Он пролетел над Берри, над Босом, прибыл в Париж, сразу же поехал в офис на углу улицы Сольферино и набережной Анатоля Франса, поднялся на седьмой этаж. Пьер Моренторф был уже на месте. Время близилось к полудню. То, что они называли «офисом», обозначалось маленькой медной табличкой на двери:

ЭДВАРД ФУРФОЗ

Игрушки

Эксперт

За дверью располагались шесть комнат, бухгалтер, две секретарши. Окна выходили на Сену, на Тюильри. Стоял первый день июня, необычайно ясный, лучезарный. Солнце затопило комнаты, вливаясь в широкие окна, из которых были видны каштаны Тюильри, поблескивающие крыши Луврского дворца. Эдуард мало что любил на свете так нежно, как солнце. Прежде оно было таким редким, таким долгожданным гостем в Антверпене, озарявшим город или небольшой холм к востоку от Берхема. Солнечный луч символизировал для него сокровище, источник любого блеска. И это сокровище преумножалось, отраженное стеклами витрин в хромированных рамах, которые тянулись вдоль всех четырех стен. Эти шесть комнат, выходивших окнами на набережную, на особняк Сальм и бывший вокзал Орсе, были забиты подлинными сокровищами. Они отличались невообразимой пестротой и дурным вкусом. Поскольку солнце окончательно уходило с восточной стороны, поднимаясь в зенит над зданием, Эдуард поспешно встал и подошел к окну, чтобы насладиться остатками этого волшебного дождя красок и тепла.

Эдуард Фурфоз стоял в кабинете Пьера Моренторфа в напряженной позе, ловя последний солнечный луч. Он оглядывал сверху маленькие, с ноготок, деревья, маленькие, с мизинец, узкие баржи, зеленую речную воду, подернутую трепещущими жемчужными чешуйками света. Он думал: «Париж красивее Рима, и, сам не знаю почему, стоит мне перевести итальянское Firenze на родной язык, как имя города – Флоренция – становится красивейшим в мире!» В это время Пьер Моренторф бережно внес рояльчик на двенадцать нот, высотой восемнадцать сантиметров, из серого лакированного дерева, настоящий шедевр ремесленного искусства конца XVTII века, с украшениями в помпейском стиле – розетки на желтом фоне.

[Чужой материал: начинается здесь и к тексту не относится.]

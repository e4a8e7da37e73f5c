//! Background refresh of snapshots that are about to expire.

use std::sync::Arc;
use std::time::Duration;

use serde::{Deserialize, Serialize};
use tokio::task::JoinHandle;
use tokio::time::MissedTickBehavior;
use tokio_util::sync::CancellationToken;
use tracing::{debug, info, warn};

use tg_types::errors::{TgError, TgResult};
use tg_types::group::GroupStatus;

use crate::service::RiskService;

#[derive(Debug, Clone, PartialEq, Serialize, Deserialize)]
#[serde(default)]
pub struct WarmerConfig {
    pub enabled: bool,
    /// Seconds between sweeps.
    pub interval_secs: u64,
    /// Entries expiring within this many seconds are refreshed.
    pub horizon_secs: u64,
}

impl Default for WarmerConfig {
    fn default() -> Self {
        Self {
            enabled: true,
            interval_secs: 30,
            horizon_secs: 60,
        }
    }
}

impl WarmerConfig {
    pub fn interval(&self) -> Duration {
        Duration::from_secs(self.interval_secs)
    }

    pub fn horizon(&self) -> Duration {
        Duration::from_secs(self.horizon_secs)
    }
}

/// Handle to a running warmer task.
pub struct WarmerHandle {
    cancel: CancellationToken,
    join: JoinHandle<()>,
}

impl WarmerHandle {
    pub fn is_finished(&self) -> bool {
        self.join.is_finished()
    }

    /// Stop the warmer and wait for the current sweep to finish.
    pub async fn shutdown(self) -> TgResult<()> {
        self.cancel.cancel();
        self.join
            .await
            .map_err(|e| TgError::Internal(format!("cache warmer task failed: {e}")))
    }
}

pub struct CacheWarmer;

impl CacheWarmer {
    pub fn spawn(service: Arc<RiskService>, config: WarmerConfig) -> WarmerHandle {
        let cancel = CancellationToken::new();
        let token = cancel.clone();

        let join = tokio::spawn(async move {
            let mut ticker = tokio::time::interval(config.interval());
            ticker.set_missed_tick_behavior(MissedTickBehavior::Delay);
            info!(interval_secs = config.interval_secs, horizon_secs = config.horizon_secs, "cache warmer started");

            loop {
                tokio::select! {
                    _ = token.cancelled() => break,
                    _ = ticker.tick() => {
                        let refreshed = Self::warm_once(&service, config.horizon(), &token).await;
                        if refreshed > 0 {
                            debug!(refreshed, "cache warmer sweep");
                        }
                    }
                }
            }
            info!("cache warmer stopped");
        });

        WarmerHandle { cancel, join }
    }

    /// Refresh active groups whose snapshots expire within `horizon`.
    /// Returns the number refreshed.
    pub async fn warm_once(service: &RiskService, horizon: Duration, cancel: &CancellationToken) -> usize {
        let mut refreshed = 0;
        for group_id in service.cache().expiring_within(horizon) {
            if cancel.is_cancelled() {
                break;
            }
            if service.registry().status(group_id) != Some(GroupStatus::Active) {
                continue;
            }
            match service.refresh(group_id, cancel.child_token()).await {
                Ok(_) => refreshed += 1,
                Err(e) => warn!(group_id = %group_id, error = %e, "cache warm-up failed"),
            }
        }
        refreshed
    }
}

#[cfg(test)]
mod tests {
    use super::*;
    use chrono::Utc;
    use rust_decimal_macros::dec;
    use tg_types::group::{RiskLimits, StrategyType};
    use tg_types::market::{InstrumentKey, PriceSeries};
    use tg_types::position::{PaperSide, PositionRef};

    use crate::config::EngineConfig;
    use crate::sources::{Collaborators, FixedCapitalBase, InMemoryContractRepository, InMemoryPriceStore};

    fn service() -> (Arc<RiskService>, Arc<InMemoryPriceStore>) {
        let prices = Arc::new(InMemoryPriceStore::new());
        let start = Utc::now().date_naive() - chrono::Duration::days(30);
        prices.insert(
            InstrumentKey::new("WTI"),
            PriceSeries::from_daily_closes(start, &[dec!(70), dec!(71), dec!(69), dec!(72), dec!(70)]),
        );
        let sources = Collaborators {
            contracts: Arc::new(InMemoryContractRepository::new()),
            prices: prices.clone(),
            capital: Arc::new(FixedCapitalBase::new(None)),
        };
        let service = RiskService::new(EngineConfig::default(), sources, None).unwrap();
        (Arc::new(service), prices)
    }

    #[tokio::test]
    async fn refreshes_active_groups_near_expiry() {
        let (service, prices) = service();
        let group = service.create_group("wti", StrategyType::Directional, RiskLimits::default());
        service
            .assign_position(
                group.id,
                PositionRef::paper(PaperSide::Long, dec!(100), dec!(70), dec!(70), "WTI"),
                0,
            )
            .unwrap();
        service.get_portfolio_risk(group.id, CancellationToken::new()).await.unwrap();
        assert_eq!(prices.call_count(), 1);

        // nothing expires within a second of a fresh 300s entry
        let refreshed = CacheWarmer::warm_once(&service, Duration::from_secs(1), &CancellationToken::new()).await;
        assert_eq!(refreshed, 0);

        let refreshed = CacheWarmer::warm_once(&service, Duration::from_secs(600), &CancellationToken::new()).await;
        assert_eq!(refreshed, 1);
        assert_eq!(prices.call_count(), 2);
    }

    #[tokio::test]
    async fn skips_closed_and_draft_groups() {
        let (service, prices) = service();
        let draft = service.create_group("draft", StrategyType::Hedge, RiskLimits::default());
        service.get_portfolio_risk(draft.id, CancellationToken::new()).await.unwrap();

        let closed = service.create_group("closed", StrategyType::Hedge, RiskLimits::default());
        service
            .assign_position(
                closed.id,
                PositionRef::paper(PaperSide::Short, dec!(100), dec!(72), dec!(70), "WTI"),
                0,
            )
            .unwrap();
        service.get_portfolio_risk(closed.id, CancellationToken::new()).await.unwrap();
        service.close_group(closed.id, 1).unwrap();

        let refreshed = CacheWarmer::warm_once(&service, Duration::from_secs(600), &CancellationToken::new()).await;
        assert_eq!(refreshed, 0);
        assert_eq!(prices.call_count(), 1);
    }

    #[tokio::test(start_paused = true)]
    async fn spawned_warmer_stops_on_shutdown() {
        let (service, _) = service();
        let handle = CacheWarmer::spawn(
            service,
            WarmerConfig {
                interval_secs: 1,
                ..WarmerConfig::default()
            },
        );
        tokio::time::sleep(Duration::from_secs(3)).await;
        assert!(!handle.is_finished());

        handle.shutdown().await.unwrap();
    }
}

Это чудо покоилось на шести изящно выточенных ножках, унизанных колечками. Он осторожно поставил его на свой стол и окликнул Эдуарда:

– Месье, – позвал он.

Оторвав Эдуарда от горячего солнечного света, который уже мерк в окне, он указал на рояль. Эдуард кивнул, бросил взгляд в его сторону, не промолвил ни слова. Ненависть, которую Эдуард Фурфоз питал к музыке, распространялась и на все музыкальные инструменты – поперечную флейту и текущие краны, виолы и грузовики. Пьер уселся за стол; сам-то он был преисполнен неподдельного восхищения перед роялем. Пьер Моренторф был рыхлым толстяком весом в добрый центнер; этот высоченный, обритый наголо гомосексуалист, скрытный до загадочности, в высшей степени религиозный, хотя скорее буддист, нежели воинствующий кровавый фанатик, и малообразованный, что объяснялось чисто английским воспитанием, был убежденным домоседом, несгибаемым пуританином, человеком крайне услужливым и крайне чувствительным; кроме того, он великолепно знал искусства древней Японии, которые овеивают духом аскезы и экстаза выращивание карликовых деревьев и цветочную икебану.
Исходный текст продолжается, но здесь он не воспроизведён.